**TASK DETAILS**. Take the entries that follow and write them out again, word for word.

++++ THE DATA ++++

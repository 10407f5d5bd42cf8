use std::{
    fmt,
    str::FromStr,
};

use thiserror::Error;

/// A device family. Each family has its own firmware images, stored and
/// queried under the 4-digit hex form of its product ID.
#[derive(Clone, Copy, Debug, Eq, Hash, Ord, PartialEq, PartialOrd)]
pub enum Product {
    MiniDrone,
    ArDrone3,
    JumpingSumo,
    SkyController,
    JumpingSumoEvoLight,
    JumpingSumoEvoRace,
    MiniDroneEvoLight,
    MiniDroneEvoBrick,
    MiniDroneEvoHydrofoil,
    Bebop2,
}

const PRODUCTS: [Product; 10] = [
    Product::MiniDrone,
    Product::ArDrone3,
    Product::JumpingSumo,
    Product::SkyController,
    Product::JumpingSumoEvoLight,
    Product::JumpingSumoEvoRace,
    Product::MiniDroneEvoLight,
    Product::MiniDroneEvoBrick,
    Product::MiniDroneEvoHydrofoil,
    Product::Bebop2,
];

impl Product {
    /// All known products in table order. The downloader visits products in
    /// this order.
    pub fn all() -> &'static [Product] {
        &PRODUCTS
    }

    pub fn id(self) -> u16 {
        match self {
            Self::MiniDrone => 0x0900,
            Self::ArDrone3 => 0x0901,
            Self::JumpingSumo => 0x0902,
            Self::SkyController => 0x0903,
            Self::JumpingSumoEvoLight => 0x0905,
            Self::JumpingSumoEvoRace => 0x0906,
            Self::MiniDroneEvoLight => 0x0907,
            Self::MiniDroneEvoBrick => 0x0909,
            Self::MiniDroneEvoHydrofoil => 0x090a,
            Self::Bebop2 => 0x090c,
        }
    }

    pub fn from_id(id: u16) -> Option<Self> {
        PRODUCTS.iter().copied().find(|p| p.id() == id)
    }

    /// Lower-case 4-digit hex form of the product ID, as used in storage paths
    /// and version check queries.
    pub fn hex(self) -> String {
        format!("{:04x}", self.id())
    }

    /// Human-readable name
    pub fn name(self) -> &'static str {
        match self {
            Self::MiniDrone => "Rolling Spider",
            Self::ArDrone3 => "Bebop",
            Self::JumpingSumo => "Jumping Sumo",
            Self::SkyController => "SkyController",
            Self::JumpingSumoEvoLight => "Jumping Night",
            Self::JumpingSumoEvoRace => "Jumping Race",
            Self::MiniDroneEvoLight => "Airborne Night",
            Self::MiniDroneEvoBrick => "Airborne Cargo",
            Self::MiniDroneEvoHydrofoil => "Hydrofoil",
            Self::Bebop2 => "Bebop 2",
        }
    }
}

impl fmt::Display for Product {
    fn fmt(&self, f: &mut fmt::Formatter<'_>) -> fmt::Result {
        write!(f, "{:04x}", self.id())
    }
}

impl FromStr for Product {
    type Err = ParseProductError;

    fn from_str(s: &str) -> Result<Self, Self::Err> {
        let digits = s.strip_prefix("0x")
            .or_else(|| s.strip_prefix("0X"))
            .unwrap_or(s);
        let id = u16::from_str_radix(digits, 16)
            .map_err(|_| ParseProductError::InvalidId(s.to_owned()))?;

        Self::from_id(id).ok_or(ParseProductError::Unknown(id))
    }
}

#[derive(Debug, Error)]
pub enum ParseProductError {
    #[error("Product ID is not a hex number: {0:?}")]
    InvalidId(String),
    #[error("Unknown product ID: {0:04x}")]
    Unknown(u16),
}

++++

**YOUR SOLUTION**.
repository 10407f5d5bd42cf8
use std::{
    fmt,
    str::FromStr,
};

use thiserror::Error;

/// A device family. Each family has its own firmware images, stored and
/// queried under the 4-digit hex form of its product ID.
#[derive(Clone, Copy, Debug, Eq, Hash, Ord, PartialEq, PartialOrd)]
pub enum Product {
    MiniDrone,
    ArDrone3,
    JumpingSumo,
    SkyController,
    JumpingSumoEvoLight,
    JumpingSumoEvoRace,
    MiniDroneEvoLight,
    MiniDroneEvoBrick,
    MiniDroneEvoHydrofoil,
    Bebop2,
}

const PRODUCTS: [Product; 10] = [
    Product::MiniDrone,
    Product::ArDrone3,
    Product::JumpingSumo,
    Product::SkyController,
    Product::JumpingSumoEvoLight,
    Product::JumpingSumoEvoRace,
    Product::MiniDroneEvoLight,
    Product::MiniDroneEvoBrick,
    Product::MiniDroneEvoHydrofoil,
    Product::Bebop2,
];

impl Product {
    /// All known products in table order. The downloader visits products in
    /// this order.
    pub fn all() -> &'static [Product] {
        &PRODUCTS
    }

    pub fn id(self) -> u16 {
        match self {
            Self::MiniDrone => 0x0900,
            Self::ArDrone3 => 0x0901,
            Self::JumpingSumo => 0x0902,
            Self::SkyController => 0x0903,
            Self::JumpingSumoEvoLight => 0x0905,
            Self::JumpingSumoEvoRace => 0x0906,
            Self::MiniDroneEvoLight => 0x0907,
            Self::MiniDroneEvoBrick => 0x0909,
            Self::MiniDroneEvoHydrofoil => 0x090a,
            Self::Bebop2 => 0x090c,
        }
    }

    pub fn from_id(id: u16) -> Option<Self> {
        PRODUCTS.iter().copied().find(|p| p.id() == id)
    }

    /// Lower-case 4-digit hex form of the product ID, as used in storage paths
    /// and version check queries.
    pub fn hex(self) -> String {
        format!("{:04x}", self.id())
    }

    /// Human-readable name
    pub fn name(self) -> &'static str {
        match self {
            Self::MiniDrone => "Rolling Spider",
            Self::ArDrone3 => "Bebop",
            Self::JumpingSumo => "Jumping Sumo",
            Self::SkyController => "SkyController",
            Self::JumpingSumoEvoLight => "Jumping Night",
            Self::JumpingSumoEvoRace => "Jumping Race",
            Self::MiniDroneEvoLight => "Airborne Night",
            Self::MiniDroneEvoBrick => "Airborne Cargo",
            Self::MiniDroneEvoHydrofoil => "Hydrofoil",
            Self::Bebop2 => "Bebop 2",
        }
    }
}

impl fmt::Display for Product {
    fn fmt(&self, f: &mut fmt::Formatter<'_>) -> fmt::Result {
        write!(f, "{:04x}", self.id())
    }
}

impl FromStr for Product {
    type Err = ParseProductError;

    fn from_str(s: &str) -> Result<Self, Self::Err> {
        let digits = s.strip_prefix("0x")
            .or_else(|| s.strip_prefix("0X"))
            .unwrap_or(s);
        let id = u16::from_str_radix(digits, 16)
            .map_err(|_| ParseProductError::InvalidId(s.to_owned()))?;

        Self::from_id(id).ok_or(ParseProductError::Unknown(id))
    }
}

#[derive(Debug, Error)]
pub enum ParseProductError {
    #[error("Product ID is not a hex number: {0:?}")]
    InvalidId(String),
    #[error("Unknown product ID: {0:04x}")]
    Unknown(u16),
}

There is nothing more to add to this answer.